Keras使用TensorBoard可视化训练过程

添加关键代码
在模型训练语句中添加回传训练信息的代码

# 每隔一个训练循环就用柱状图显示信息
callbacks = [keras.callbacks.TensorBoard(log_dir='自定义日志保存目录'.format(模型名称))]
history = fashion_model.fit(训练集, 标签, epochs, batch_size, validation_split = 0.2, callbacks = callbacks)

训练模型

# 运行你的训练代码
>> python XXX.py

打开TensorBoard

>> tensorboard --logdir='自定义日志保存目录'

# 出现形如以下的提示,打开链接查看
TensorBoard 1.14.0 at http://harvest07:6006/ (Press CTRL+C to quit)

Keras使用TensorBoard可视化训练过程_第1张图片Keras使用TensorBoard可视化训练过程_第2张图片

示例代码

import keras;
from keras import layers
from keras.datasets import fashion_mnist
from keras.preprocessing import sequence
from keras.utils import to_categorical
from keras.models import Sequential,Input,Model
from keras.layers import Dense, Dropout, Flatten
from keras.layers import Conv2D, MaxPooling2D
from keras.layers.normalization import BatchNormalization
from keras.layers.advanced_activations import LeakyReLU
import numpy as np
import matplotlib.pyplot as plt
from sklearn.model_selection import train_test_split
import os
import tensorflow as tf

os.environ["CUDA_VISIBLE_DEVICES"] = "0"
gpu_options = tf.GPUOptions(allow_growth=True)
sess = tf.Session(config=tf.ConfigProto(gpu_options=gpu_options))

batch_size = 128
num_classes = 10
epochs = 20

(train_X, train_Y), (test_X, test_Y) = fashion_mnist.load_data()
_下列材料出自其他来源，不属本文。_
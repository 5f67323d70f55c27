//! Ordered member list with name and type indices
//!
//! Members are grouped contiguously by declaring class. Groups follow the
//! holder's lineage: ancestors in link order first, the holder itself last.
//! The name index points at the last (most-derived) entry with that name;
//! the type index keeps every entry in order.

use std::collections::HashMap;
use std::sync::Arc;

use crate::identity::{Scope, TypeIdentity};
use crate::method::Method;
use crate::property::Property;

/// What the list needs to know about an entry
pub(crate) trait Member {
    fn member_name(&self) -> &str;

    fn member_owner(&self) -> Scope;

    /// Key of the type index (declared type or signature identity)
    fn member_type(&self) -> TypeIdentity;
}

impl Member for Property {
    fn member_name(&self) -> &str {
        self.name()
    }

    fn member_owner(&self) -> Scope {
        self.owner()
    }

    fn member_type(&self) -> TypeIdentity {
        self.declared_type()
    }
}

impl Member for Method {
    fn member_name(&self) -> &str {
        self.name()
    }

    fn member_owner(&self) -> Scope {
        self.owner()
    }

    fn member_type(&self) -> TypeIdentity {
        self.signature().identity()
    }
}

pub(crate) struct Members<M> {
    items: Vec<Arc<M>>,
    by_name: HashMap<String, usize>,
    by_type: HashMap<TypeIdentity, Vec<usize>>,
}

impl<M: Member> Members<M> {
    pub(crate) fn new() -> Self {
        Self {
            items: Vec::new(),
            by_name: HashMap::new(),
            by_type: HashMap::new(),
        }
    }

    pub(crate) fn len(&self) -> usize {
        self.items.len()
    }

    pub(crate) fn at(&self, index: usize) -> Option<Arc<M>> {
        self.items.get(index).cloned()
    }

    pub(crate) fn get(&self, name: &str) -> Option<Arc<M>> {
        self.by_name.get(name).map(|&i| self.items[i].clone())
    }

    pub(crate) fn first_of_type(&self, ty: TypeIdentity) -> Option<Arc<M>> {
        self.by_type
            .get(&ty)
            .and_then(|slots| slots.first())
            .map(|&i| self.items[i].clone())
    }

    pub(crate) fn all_of_type(&self, ty: TypeIdentity) -> Vec<Arc<M>> {
        self.by_type
            .get(&ty)
            .map(|slots| slots.iter().map(|&i| self.items[i].clone()).collect())
            .unwrap_or_default()
    }

    pub(crate) fn snapshot(&self) -> Vec<Arc<M>> {
        self.items.clone()
    }

    /// Members declared by `owner`, in order
    pub(crate) fn declared_by(&self, owner: TypeIdentity) -> Vec<Arc<M>> {
        self.items
            .iter()
            .filter(|m| m.member_owner().identity == owner)
            .cloned()
            .collect()
    }

    /// Whether `owner` already declares a member called `name`
    pub(crate) fn declares(&self, owner: TypeIdentity, name: &str) -> bool {
        self.items
            .iter()
            .any(|m| m.member_owner().identity == owner && m.member_name() == name)
    }

    /// Append at the end (the holder's own group, or a group being linked)
    pub(crate) fn push(&mut self, member: Arc<M>) {
        let index = self.items.len();
        self.by_name.insert(member.member_name().to_string(), index);
        self.by_type.entry(member.member_type()).or_default().push(index);
        self.items.push(member);
    }

    /// Insert a member declared by `lineage[group]` after the last entry
    /// whose owner belongs to `lineage[..=group]`, or at the front if there
    /// is none
    pub(crate) fn insert_grouped(&mut self, member: Arc<M>, lineage: &[Scope], group: usize) {
        if lineage.is_empty() {
            self.push(member);
            return;
        }
        let upto = &lineage[..=group.min(lineage.len() - 1)];
        let position = self
            .items
            .iter()
            .rposition(|m| upto.iter().any(|s| s.identity == m.member_owner().identity))
            .map_or(0, |i| i + 1);

        if position == self.items.len() {
            self.push(member);
        } else {
            self.items.insert(position, member);
            self.reindex();
        }
    }

    fn reindex(&mut self) {
        self.by_name.clear();
        self.by_type.clear();
        for (index, member) in self.items.iter().enumerate() {
            self.by_name.insert(member.member_name().to_string(), index);
            self.by_type.entry(member.member_type()).or_default().push(index);
        }
    }
}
train_X = train_X.reshape(-1, 28,28, 1)
test_X = test_X.reshape(-1, 28,28, 1)
train_X = train_X.astype('float32')
test_X = test_X.astype('float32')
train_X = train_X / 255.
test_X = test_X / 255.

train_Y_one_hot = to_categorical(train_Y)
test_Y_one_hot = to_categorical(test_Y)

fashion_model = Sequential()
fashion_model.add(Conv2D(32, kernel_size=(3, 3),activation='linear',padding='same',input_shape=(28,28,1)))
fashion_model.add(LeakyReLU(alpha=0.1))
fashion_model.add(MaxPooling2D((2, 2),padding='same'))
fashion_model.add(Dropout(0.25))
fashion_model.add(Conv2D(64, (3, 3), activation='linear',padding='same'))
fashion_model.add(LeakyReLU(alpha=0.1))
fashion_model.add(MaxPooling2D(pool_size=(2, 2),padding='same'))
fashion_model.add(Dropout(0.25))
fashion_model.add(Conv2D(128, (3, 3), activation='linear',padding='same'))
fashion_model.add(LeakyReLU(alpha=0.1))                  
fashion_model.add(MaxPooling2D(pool_size=(2, 2),padding='same'))
fashion_model.add(Dropout(0.4))
fashion_model.add(Flatten())
fashion_model.add(Dense(128, activation='linear'))
fashion_model.add(LeakyReLU(alpha=0.1))           
fashion_model.add(Dropout(0.3))
fashion_model.add(Dense(num_classes, activation='softmax'))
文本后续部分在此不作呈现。